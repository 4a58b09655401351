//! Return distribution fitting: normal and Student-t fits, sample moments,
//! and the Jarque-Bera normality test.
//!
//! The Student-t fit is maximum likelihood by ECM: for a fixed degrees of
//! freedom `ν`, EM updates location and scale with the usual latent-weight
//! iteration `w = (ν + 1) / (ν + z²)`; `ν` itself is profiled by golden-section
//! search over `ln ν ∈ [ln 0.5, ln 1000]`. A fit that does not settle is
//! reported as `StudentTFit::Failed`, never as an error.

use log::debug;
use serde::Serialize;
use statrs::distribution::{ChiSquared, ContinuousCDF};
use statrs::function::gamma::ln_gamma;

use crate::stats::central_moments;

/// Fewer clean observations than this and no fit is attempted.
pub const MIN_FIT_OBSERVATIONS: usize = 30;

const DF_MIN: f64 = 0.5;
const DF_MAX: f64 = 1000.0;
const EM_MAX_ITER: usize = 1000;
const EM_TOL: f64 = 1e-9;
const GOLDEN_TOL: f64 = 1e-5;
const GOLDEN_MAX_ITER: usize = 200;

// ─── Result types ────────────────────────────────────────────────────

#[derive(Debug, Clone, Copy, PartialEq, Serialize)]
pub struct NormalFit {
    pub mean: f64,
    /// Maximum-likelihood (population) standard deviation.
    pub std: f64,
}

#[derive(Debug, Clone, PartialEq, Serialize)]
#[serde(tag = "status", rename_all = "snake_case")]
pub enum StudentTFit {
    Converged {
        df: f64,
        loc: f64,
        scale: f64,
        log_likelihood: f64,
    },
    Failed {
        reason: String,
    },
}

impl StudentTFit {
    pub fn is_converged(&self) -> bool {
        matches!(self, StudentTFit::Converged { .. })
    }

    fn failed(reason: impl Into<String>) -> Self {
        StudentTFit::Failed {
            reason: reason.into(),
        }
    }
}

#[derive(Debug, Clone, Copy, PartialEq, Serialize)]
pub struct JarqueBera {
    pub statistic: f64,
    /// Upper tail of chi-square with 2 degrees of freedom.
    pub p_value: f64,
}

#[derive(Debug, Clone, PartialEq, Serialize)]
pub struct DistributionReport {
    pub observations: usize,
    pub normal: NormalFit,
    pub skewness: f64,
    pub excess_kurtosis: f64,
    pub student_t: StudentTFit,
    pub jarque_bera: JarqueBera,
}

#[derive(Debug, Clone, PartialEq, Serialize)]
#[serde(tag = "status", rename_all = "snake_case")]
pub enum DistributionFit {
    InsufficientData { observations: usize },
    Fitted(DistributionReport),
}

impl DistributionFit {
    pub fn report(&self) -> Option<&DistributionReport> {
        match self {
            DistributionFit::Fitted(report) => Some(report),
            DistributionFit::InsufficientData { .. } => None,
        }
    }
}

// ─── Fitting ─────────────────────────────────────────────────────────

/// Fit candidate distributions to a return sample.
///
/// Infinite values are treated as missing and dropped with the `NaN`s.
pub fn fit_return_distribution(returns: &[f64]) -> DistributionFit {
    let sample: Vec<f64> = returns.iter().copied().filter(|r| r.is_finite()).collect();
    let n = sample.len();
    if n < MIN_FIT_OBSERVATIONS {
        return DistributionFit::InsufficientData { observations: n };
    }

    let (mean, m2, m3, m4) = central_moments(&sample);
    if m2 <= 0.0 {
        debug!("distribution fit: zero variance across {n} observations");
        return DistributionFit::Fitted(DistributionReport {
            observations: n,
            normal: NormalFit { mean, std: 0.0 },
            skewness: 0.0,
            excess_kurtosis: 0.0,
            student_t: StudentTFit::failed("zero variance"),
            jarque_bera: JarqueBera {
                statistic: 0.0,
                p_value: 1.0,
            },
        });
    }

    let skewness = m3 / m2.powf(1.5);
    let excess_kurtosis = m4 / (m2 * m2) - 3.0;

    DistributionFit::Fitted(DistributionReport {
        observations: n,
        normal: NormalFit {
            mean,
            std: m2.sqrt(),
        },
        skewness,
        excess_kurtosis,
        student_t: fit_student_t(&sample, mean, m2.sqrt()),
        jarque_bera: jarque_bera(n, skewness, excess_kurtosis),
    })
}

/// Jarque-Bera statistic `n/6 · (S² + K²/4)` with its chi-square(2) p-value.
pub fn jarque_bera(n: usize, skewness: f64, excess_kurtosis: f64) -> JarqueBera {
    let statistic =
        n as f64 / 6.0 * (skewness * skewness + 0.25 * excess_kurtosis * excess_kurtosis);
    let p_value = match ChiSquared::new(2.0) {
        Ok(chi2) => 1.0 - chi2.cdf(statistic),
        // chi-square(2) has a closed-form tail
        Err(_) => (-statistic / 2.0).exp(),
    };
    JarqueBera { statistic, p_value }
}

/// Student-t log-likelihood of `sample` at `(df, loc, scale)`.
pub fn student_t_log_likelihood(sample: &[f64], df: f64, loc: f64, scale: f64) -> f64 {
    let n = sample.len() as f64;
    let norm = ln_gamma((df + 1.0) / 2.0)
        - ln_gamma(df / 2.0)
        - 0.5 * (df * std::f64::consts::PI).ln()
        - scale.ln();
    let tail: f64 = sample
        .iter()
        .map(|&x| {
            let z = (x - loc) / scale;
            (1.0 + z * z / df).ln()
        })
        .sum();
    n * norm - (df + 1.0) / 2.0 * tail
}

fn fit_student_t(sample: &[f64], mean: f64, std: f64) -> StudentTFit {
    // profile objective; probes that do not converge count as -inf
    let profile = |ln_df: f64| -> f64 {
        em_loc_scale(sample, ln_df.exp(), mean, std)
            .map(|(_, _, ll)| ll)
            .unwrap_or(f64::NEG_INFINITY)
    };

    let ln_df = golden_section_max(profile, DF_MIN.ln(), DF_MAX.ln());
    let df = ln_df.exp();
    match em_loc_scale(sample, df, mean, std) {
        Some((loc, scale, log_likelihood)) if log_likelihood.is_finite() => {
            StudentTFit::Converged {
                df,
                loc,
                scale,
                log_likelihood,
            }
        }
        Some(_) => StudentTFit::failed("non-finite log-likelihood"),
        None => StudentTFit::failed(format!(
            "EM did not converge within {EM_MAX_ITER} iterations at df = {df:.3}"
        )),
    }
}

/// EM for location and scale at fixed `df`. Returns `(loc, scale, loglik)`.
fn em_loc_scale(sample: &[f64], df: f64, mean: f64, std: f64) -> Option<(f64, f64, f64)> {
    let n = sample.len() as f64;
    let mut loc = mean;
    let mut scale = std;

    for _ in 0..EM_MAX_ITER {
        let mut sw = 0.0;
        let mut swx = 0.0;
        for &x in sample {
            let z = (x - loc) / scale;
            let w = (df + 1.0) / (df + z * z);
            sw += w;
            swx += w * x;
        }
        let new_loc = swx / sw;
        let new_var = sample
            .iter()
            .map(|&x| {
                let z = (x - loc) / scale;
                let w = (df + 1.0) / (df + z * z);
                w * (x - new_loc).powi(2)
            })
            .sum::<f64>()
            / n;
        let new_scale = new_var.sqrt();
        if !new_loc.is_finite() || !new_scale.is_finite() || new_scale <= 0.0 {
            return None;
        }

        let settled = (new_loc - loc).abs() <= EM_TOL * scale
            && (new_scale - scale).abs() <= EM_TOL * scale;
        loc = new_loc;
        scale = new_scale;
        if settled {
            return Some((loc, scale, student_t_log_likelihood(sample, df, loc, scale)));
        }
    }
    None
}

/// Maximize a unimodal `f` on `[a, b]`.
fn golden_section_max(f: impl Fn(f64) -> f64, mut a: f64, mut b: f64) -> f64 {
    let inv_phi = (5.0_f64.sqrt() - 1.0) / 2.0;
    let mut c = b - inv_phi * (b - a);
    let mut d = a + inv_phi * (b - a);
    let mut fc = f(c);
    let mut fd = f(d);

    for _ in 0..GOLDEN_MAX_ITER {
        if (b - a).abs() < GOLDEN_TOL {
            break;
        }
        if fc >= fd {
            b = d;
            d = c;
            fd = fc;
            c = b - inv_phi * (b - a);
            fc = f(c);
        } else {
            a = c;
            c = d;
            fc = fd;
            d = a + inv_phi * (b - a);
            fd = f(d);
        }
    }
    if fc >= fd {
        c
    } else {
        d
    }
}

::::

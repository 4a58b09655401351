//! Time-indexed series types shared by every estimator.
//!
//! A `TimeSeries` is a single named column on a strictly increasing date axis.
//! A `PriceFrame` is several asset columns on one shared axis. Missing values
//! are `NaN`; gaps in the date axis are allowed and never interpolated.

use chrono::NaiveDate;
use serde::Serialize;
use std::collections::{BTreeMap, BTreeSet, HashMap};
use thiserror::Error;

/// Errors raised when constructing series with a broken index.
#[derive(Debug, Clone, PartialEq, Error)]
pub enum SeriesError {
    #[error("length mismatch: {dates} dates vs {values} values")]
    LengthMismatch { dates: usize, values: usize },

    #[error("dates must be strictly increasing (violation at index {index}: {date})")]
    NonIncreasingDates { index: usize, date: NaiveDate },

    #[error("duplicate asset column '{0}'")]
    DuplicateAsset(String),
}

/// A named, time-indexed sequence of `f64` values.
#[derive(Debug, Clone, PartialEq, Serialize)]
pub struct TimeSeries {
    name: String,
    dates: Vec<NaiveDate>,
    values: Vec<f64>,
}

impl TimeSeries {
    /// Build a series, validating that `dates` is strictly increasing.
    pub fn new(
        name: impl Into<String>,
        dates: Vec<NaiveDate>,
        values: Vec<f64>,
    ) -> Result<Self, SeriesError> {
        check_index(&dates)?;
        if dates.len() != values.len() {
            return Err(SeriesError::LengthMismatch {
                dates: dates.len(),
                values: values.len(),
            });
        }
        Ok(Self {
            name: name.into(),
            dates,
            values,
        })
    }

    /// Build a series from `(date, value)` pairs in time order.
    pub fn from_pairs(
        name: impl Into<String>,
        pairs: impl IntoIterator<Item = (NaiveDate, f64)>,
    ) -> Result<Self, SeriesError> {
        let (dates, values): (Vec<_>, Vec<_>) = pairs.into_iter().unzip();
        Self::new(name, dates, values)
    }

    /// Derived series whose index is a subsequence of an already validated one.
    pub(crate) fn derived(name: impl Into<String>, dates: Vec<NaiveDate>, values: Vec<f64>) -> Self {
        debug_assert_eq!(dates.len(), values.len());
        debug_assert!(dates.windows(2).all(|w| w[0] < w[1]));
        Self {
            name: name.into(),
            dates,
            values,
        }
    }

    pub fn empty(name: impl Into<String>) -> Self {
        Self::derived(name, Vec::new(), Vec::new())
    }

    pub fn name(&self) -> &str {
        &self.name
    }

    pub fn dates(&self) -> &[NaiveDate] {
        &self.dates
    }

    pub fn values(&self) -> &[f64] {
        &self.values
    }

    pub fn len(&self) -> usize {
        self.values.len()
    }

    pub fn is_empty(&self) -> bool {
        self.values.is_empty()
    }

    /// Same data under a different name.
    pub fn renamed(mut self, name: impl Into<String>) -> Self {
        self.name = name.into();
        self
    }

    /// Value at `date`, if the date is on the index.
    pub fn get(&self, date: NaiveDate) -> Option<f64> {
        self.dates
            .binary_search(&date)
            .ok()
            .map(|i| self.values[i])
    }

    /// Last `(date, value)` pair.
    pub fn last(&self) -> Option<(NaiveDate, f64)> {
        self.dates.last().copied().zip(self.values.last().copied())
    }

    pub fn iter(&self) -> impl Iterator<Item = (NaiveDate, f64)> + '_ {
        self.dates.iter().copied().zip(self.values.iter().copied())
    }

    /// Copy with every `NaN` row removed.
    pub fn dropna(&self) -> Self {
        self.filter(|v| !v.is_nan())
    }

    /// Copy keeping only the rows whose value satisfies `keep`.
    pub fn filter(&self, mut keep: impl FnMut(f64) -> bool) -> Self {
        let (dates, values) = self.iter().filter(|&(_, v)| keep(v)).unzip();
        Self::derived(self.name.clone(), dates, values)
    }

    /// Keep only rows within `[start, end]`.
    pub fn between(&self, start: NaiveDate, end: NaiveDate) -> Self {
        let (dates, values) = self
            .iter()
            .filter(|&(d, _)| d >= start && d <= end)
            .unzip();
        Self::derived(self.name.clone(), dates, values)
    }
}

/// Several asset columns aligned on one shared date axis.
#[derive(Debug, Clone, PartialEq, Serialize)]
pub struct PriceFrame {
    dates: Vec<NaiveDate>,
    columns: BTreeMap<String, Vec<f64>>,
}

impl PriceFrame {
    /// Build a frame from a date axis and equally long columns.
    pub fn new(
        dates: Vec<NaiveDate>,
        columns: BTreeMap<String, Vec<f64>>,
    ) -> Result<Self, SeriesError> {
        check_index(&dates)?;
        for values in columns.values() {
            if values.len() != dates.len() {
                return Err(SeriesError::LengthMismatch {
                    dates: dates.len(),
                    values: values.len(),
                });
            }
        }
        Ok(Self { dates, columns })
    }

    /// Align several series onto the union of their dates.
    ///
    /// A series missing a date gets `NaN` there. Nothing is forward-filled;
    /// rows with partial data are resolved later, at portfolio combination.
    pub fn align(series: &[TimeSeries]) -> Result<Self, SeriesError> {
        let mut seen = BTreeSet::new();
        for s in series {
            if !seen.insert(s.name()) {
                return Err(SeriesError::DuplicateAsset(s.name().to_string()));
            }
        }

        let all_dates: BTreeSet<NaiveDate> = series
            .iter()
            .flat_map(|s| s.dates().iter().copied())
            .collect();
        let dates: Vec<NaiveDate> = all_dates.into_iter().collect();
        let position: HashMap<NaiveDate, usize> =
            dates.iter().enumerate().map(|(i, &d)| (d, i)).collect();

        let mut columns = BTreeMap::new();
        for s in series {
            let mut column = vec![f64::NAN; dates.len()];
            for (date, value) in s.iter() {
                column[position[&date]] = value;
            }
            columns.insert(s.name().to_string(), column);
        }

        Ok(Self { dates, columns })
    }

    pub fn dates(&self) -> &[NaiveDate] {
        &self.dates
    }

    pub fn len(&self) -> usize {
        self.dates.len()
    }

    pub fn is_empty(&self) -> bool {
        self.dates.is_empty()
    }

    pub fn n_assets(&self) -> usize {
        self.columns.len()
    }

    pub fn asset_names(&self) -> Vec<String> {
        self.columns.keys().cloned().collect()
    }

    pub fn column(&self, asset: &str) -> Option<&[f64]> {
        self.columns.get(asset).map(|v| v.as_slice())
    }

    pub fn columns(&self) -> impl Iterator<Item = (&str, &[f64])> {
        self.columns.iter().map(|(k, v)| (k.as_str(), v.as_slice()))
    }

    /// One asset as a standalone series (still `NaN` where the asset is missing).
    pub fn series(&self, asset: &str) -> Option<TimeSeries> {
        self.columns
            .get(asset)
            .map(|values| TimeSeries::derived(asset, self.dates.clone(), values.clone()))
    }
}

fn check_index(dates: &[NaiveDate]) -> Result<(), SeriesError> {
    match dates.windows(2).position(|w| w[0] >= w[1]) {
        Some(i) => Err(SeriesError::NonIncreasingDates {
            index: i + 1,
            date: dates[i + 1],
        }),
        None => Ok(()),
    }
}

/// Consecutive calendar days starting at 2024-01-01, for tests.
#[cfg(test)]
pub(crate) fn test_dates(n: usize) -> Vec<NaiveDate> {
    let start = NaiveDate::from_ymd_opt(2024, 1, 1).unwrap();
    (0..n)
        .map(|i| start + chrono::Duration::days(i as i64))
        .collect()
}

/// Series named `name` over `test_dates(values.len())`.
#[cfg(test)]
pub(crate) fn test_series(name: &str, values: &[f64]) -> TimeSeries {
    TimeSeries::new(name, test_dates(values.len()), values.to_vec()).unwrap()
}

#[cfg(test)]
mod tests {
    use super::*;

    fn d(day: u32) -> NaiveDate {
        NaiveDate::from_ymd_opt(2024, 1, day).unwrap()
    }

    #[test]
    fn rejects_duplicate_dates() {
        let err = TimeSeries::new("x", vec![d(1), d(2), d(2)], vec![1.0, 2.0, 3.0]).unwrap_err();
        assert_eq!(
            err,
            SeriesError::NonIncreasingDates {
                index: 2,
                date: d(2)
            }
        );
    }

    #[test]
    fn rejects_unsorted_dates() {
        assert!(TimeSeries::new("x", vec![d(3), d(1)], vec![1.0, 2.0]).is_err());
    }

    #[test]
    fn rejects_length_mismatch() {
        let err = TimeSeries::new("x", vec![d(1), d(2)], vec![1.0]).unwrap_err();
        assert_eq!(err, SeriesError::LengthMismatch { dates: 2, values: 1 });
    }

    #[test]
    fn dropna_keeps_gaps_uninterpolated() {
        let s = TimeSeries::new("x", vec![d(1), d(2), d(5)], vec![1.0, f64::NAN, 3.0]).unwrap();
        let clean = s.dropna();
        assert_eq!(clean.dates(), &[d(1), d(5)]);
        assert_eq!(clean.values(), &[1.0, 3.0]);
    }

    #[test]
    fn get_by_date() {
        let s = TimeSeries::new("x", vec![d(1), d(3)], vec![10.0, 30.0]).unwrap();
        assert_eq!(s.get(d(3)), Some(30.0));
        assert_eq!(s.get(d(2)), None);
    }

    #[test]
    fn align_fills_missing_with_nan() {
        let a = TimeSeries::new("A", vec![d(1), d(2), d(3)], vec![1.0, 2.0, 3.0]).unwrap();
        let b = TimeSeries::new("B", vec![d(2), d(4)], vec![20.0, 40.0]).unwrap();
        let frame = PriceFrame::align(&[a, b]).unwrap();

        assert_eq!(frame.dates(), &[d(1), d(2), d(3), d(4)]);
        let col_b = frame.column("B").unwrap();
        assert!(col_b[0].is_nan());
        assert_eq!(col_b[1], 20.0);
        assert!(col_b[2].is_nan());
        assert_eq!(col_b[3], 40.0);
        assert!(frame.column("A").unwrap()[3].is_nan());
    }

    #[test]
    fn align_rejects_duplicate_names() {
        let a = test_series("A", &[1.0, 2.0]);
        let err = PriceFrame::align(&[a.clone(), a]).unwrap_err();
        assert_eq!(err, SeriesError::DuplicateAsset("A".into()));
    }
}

::::

> WORK TO COMPLETE: Only lines holding the string "unzip" are wanted; gather each one from the entries above.

> EXPECTED ANSWER:
        let (dates, values): (Vec<_>, Vec<_>) = pairs.into_iter().unzip();
        let (dates, values) = self.iter().filter(|&(_, v)| keep(v)).unzip();
            .unzip();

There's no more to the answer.